▶ Material provided
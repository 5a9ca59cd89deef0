// =============================================================================
// Order Flow
// =============================================================================
//
// Daily bars carry no tape, so order flow is proxied over the last 20 bars:
//
//   VWAP position     price vs 20-bar VWAP: > +1% 75, > +0.5% 65, < -1% 30,
//                     otherwise 50
//   Volume delta      +volume on up bars, -volume otherwise; the 20-bar sum
//                     relative to 20x the mean volume, mapped 50 + 50 * d
//   Imbalance         (buy - sell) / (buy + sell) in percent, mapped 50 + i
//
// The score is the rounded mean of the three readings; >= 65 is bullish,
// <= 40 bearish.

use serde::Serialize;

use crate::indicators::stats::mean;
use crate::indicators::volume::calculate_vwap;
use crate::indicators::clamp_score;
use crate::market_data::Bar;
use crate::types::Direction;

use super::Reading;

const WINDOW: usize = 20;

#[derive(Debug, Clone, PartialEq, Serialize)]
pub struct OrderFlowAnalysis {
    pub score: f64,
    pub signal: Direction,
    pub components: Vec<Reading>,
    pub summary: String,
}

pub fn analyze_order_flow(bars: &[Bar]) -> Option<OrderFlowAnalysis> {
    if bars.len() < WINDOW + 1 {
        return None;
    }
    let recent = &bars[bars.len() - WINDOW..];
    let price = recent[recent.len() - 1].close;

    let components = vec![
        vwap_reading(recent, price),
        delta_reading(recent),
        imbalance_reading(recent),
    ];

    let values: Vec<f64> = components.iter().map(|c| c.value).collect();
    let score = mean(&values)?.round();

    let (signal, summary) = if score >= 65.0 {
        (
            Direction::Bullish,
            "Institutional order flow shows strong accumulation patterns with buy-side dominance",
        )
    } else if score <= 40.0 {
        (
            Direction::Bearish,
            "Distribution pattern detected with persistent sell-side pressure",
        )
    } else {
        (
            Direction::Neutral,
            "Neutral order flow with balanced institutional activity",
        )
    };

    Some(OrderFlowAnalysis {
        score,
        signal,
        components,
        summary: summary.to_string(),
    })
}

fn vwap_reading(recent: &[Bar], price: f64) -> Reading {
    let name = "VWMA Position";
    let Some(vwap) = calculate_vwap(recent) else {
        return Reading::new(
            name,
            50.0,
            "No volume in window",
            "Price near fair value - balanced order flow",
        );
    };

    let distance = (price - vwap) / vwap * 100.0;
    let value = if distance > 1.0 {
        75.0
    } else if distance > 0.5 {
        65.0
    } else if distance < -1.0 {
        30.0
    } else {
        50.0
    };

    let interpretation = if distance > 1.0 {
        "Strong buying pressure - institutional accumulation likely"
    } else if distance < -1.0 {
        "Selling pressure dominant - potential distribution"
    } else {
        "Price near fair value - balanced order flow"
    };

    Reading::new(
        name,
        value,
        format!(
            "Price is {} VWMA by {:.2}%",
            if distance > 0.0 { "above" } else { "below" },
            distance.abs()
        ),
        interpretation,
    )
}

fn delta_reading(recent: &[Bar]) -> Reading {
    let cumulative: f64 = recent
        .iter()
        .map(|b| if b.is_up() { b.volume } else { -b.volume })
        .sum();
    let avg_volume = recent.iter().map(|b| b.volume).sum::<f64>() / recent.len() as f64;

    let delta_pct = if avg_volume > 0.0 {
        cumulative / (avg_volume * WINDOW as f64) * 100.0
    } else {
        0.0
    };
    let value = clamp_score(50.0 + delta_pct * 50.0).round();

    let interpretation = if cumulative > avg_volume {
        "Strong net buying - aggressive buy orders overwhelming supply"
    } else if cumulative < -avg_volume {
        "Strong net selling - supply exceeding demand"
    } else {
        "Balanced order flow - neutral market sentiment"
    };

    Reading::new(
        "Cumulative Volume Delta",
        value,
        format!(
            "{} delta of {:.1}%",
            if cumulative > 0.0 { "Positive" } else { "Negative" },
            delta_pct.abs()
        ),
        interpretation,
    )
}

fn imbalance_reading(recent: &[Bar]) -> Reading {
    let buy: f64 = recent.iter().filter(|b| b.close > b.open).map(|b| b.volume).sum();
    let sell: f64 = recent.iter().filter(|b| b.close < b.open).map(|b| b.volume).sum();
    let total = buy + sell;
    let imbalance = if total > 0.0 {
        (buy - sell) / total * 100.0
    } else {
        0.0
    };
    let value = clamp_score(50.0 + imbalance).round();

    let side = if imbalance > 0.0 { "buying" } else { "selling" };
    let interpretation = if imbalance.abs() > 20.0 {
        format!("Very strong {side} pressure - one-sided order flow")
    } else if imbalance.abs() > 10.0 {
        format!("Moderate {side} bias")
    } else {
        "Balanced two-way order flow".to_string()
    };

    Reading::new(
        "Order Flow Imbalance",
        value,
        format!(
            "{} side dominance of {:.1}%",
            if imbalance > 0.0 { "Buy" } else { "Sell" },
            imbalance.abs()
        ),
        interpretation,
    )
}
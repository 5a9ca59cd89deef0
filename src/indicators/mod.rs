// =============================================================================
// Technical Indicators Module
// =============================================================================
//
// Pure, side-effect-free implementations of the technical indicators used by
// the scoring layers.  Series-producing functions return a `Series`: one
// `Option<f64>` per input element, `None` wherever the look-back is not yet
// satisfied (or an input value was unusable).  A `None` is never silently
// replaced by zero inside this module; callers decide what "insufficient
// data" means for them.  Point-in-time helpers return `Option<T>`.

pub mod adx;
pub mod atr;
pub mod bollinger;
pub mod crossover;
pub mod ema;
pub mod ichimoku;
pub mod macd;
pub mod pivots;
pub mod rsi;
pub mod sma;
pub mod stats;
pub mod volume;

/// An indicator series aligned one-to-one with its input.
pub type Series = Vec<Option<f64>>;

/// Most recent computed value of a series.
pub fn last(series: &[Option<f64>]) -> Option<f64> {
    series.last().copied().flatten()
}

/// Value `back` positions before the last one (`back == 0` is the last).
pub fn nth_back(series: &[Option<f64>], back: usize) -> Option<f64> {
    let idx = series.len().checked_sub(back + 1)?;
    series[idx]
}

/// Clamp a score into `[0, 100]`.
pub fn clamp_score(value: f64) -> f64 {
    if value.is_nan() {
        return 50.0;
    }
    value.clamp(0.0, 100.0)
}

#[cfg(test)]
mod tests {
    use super::*;

    #[test]
    fn last_and_nth_back() {
        let s = vec![None, Some(1.0), Some(2.0), None];
        assert_eq!(last(&s), None);
        assert_eq!(nth_back(&s, 1), Some(2.0));
        assert_eq!(nth_back(&s, 2), Some(1.0));
        assert_eq!(nth_back(&s, 10), None);
        assert_eq!(last(&[]), None);
    }

    #[test]
    fn clamp_score_bounds() {
        assert_eq!(clamp_score(-3.0), 0.0);
        assert_eq!(clamp_score(130.0), 100.0);
        assert_eq!(clamp_score(f64::NAN), 50.0);
        assert_eq!(clamp_score(42.0), 42.0);
    }
}
// =============================================================================
// Bollinger Bands
// =============================================================================
//
// Bollinger Bands consist of a middle band (SMA), an upper band (SMA + k*σ),
// and a lower band (SMA - k*σ), σ being the population standard deviation of
// the window.  The Band Width (BBW) is the normalised distance:
//   BBW = (upper - lower) / middle * 100.

use serde::Serialize;

pub const DEFAULT_PERIOD: usize = 20;
pub const DEFAULT_STD: f64 = 2.0;

/// Result of a Bollinger Band calculation.
#[derive(Debug, Clone, Copy, PartialEq, Serialize)]
pub struct BollingerBand {
    pub upper: f64,
    pub middle: f64,
    pub lower: f64,
    pub width: f64,
}

/// Bands over one window.  `None` for an empty window or a zero middle band.
fn band(window: &[f64], num_std: f64) -> Option<BollingerBand> {
    if window.is_empty() {
        return None;
    }
    let n = window.len() as f64;
    let middle = window.iter().sum::<f64>() / n;
    if middle == 0.0 {
        return None;
    }
    let variance = window.iter().map(|x| (x - middle).powi(2)).sum::<f64>() / n;
    let std_dev = variance.sqrt();

    let upper = middle + num_std * std_dev;
    let lower = middle - num_std * std_dev;
    let width = (upper - lower) / middle * 100.0;

    width.is_finite().then_some(BollingerBand {
        upper,
        middle,
        lower,
        width,
    })
}

/// Aligned band series: `None` until `period` values are available.
pub fn calculate_bollinger_series(
    values: &[f64],
    period: usize,
    num_std: f64,
) -> Vec<Option<BollingerBand>> {
    let mut out = vec![None; values.len()];
    if period == 0 || values.len() < period {
        return out;
    }
    for i in (period - 1)..values.len() {
        out[i] = band(&values[i + 1 - period..=i], num_std);
    }
    out
}

/// Bands for the most recent `period` values.
pub fn calculate_bollinger(values: &[f64], period: usize, num_std: f64) -> Option<BollingerBand> {
    if period == 0 || values.len() < period {
        return None;
    }
    band(&values[values.len() - period..], num_std)
}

▶ What to produce
From the records above, quote only the lines running from the line with "with its input." to the line with "assert_eq!(nth_back(&s, 2), Some(1.0));", both lines included.

▶ Exercise solution
/// An indicator series aligned one-to-one with its input.
pub type Series = Vec<Option<f64>>;

/// Most recent computed value of a series.
pub fn last(series: &[Option<f64>]) -> Option<f64> {
    series.last().copied().flatten()
}

/// Value `back` positions before the last one (`back == 0` is the last).
pub fn nth_back(series: &[Option<f64>], back: usize) -> Option<f64> {
    let idx = series.len().checked_sub(back + 1)?;
    series[idx]
}

/// Clamp a score into `[0, 100]`.
pub fn clamp_score(value: f64) -> f64 {
    if value.is_nan() {
        return 50.0;
    }
    value.clamp(0.0, 100.0)
}

#[cfg(test)]
mod tests {
    use super::*;

    #[test]
    fn last_and_nth_back() {
        let s = vec![None, Some(1.0), Some(2.0), None];
        assert_eq!(last(&s), None);
        assert_eq!(nth_back(&s, 1), Some(2.0));
        assert_eq!(nth_back(&s, 2), Some(1.0));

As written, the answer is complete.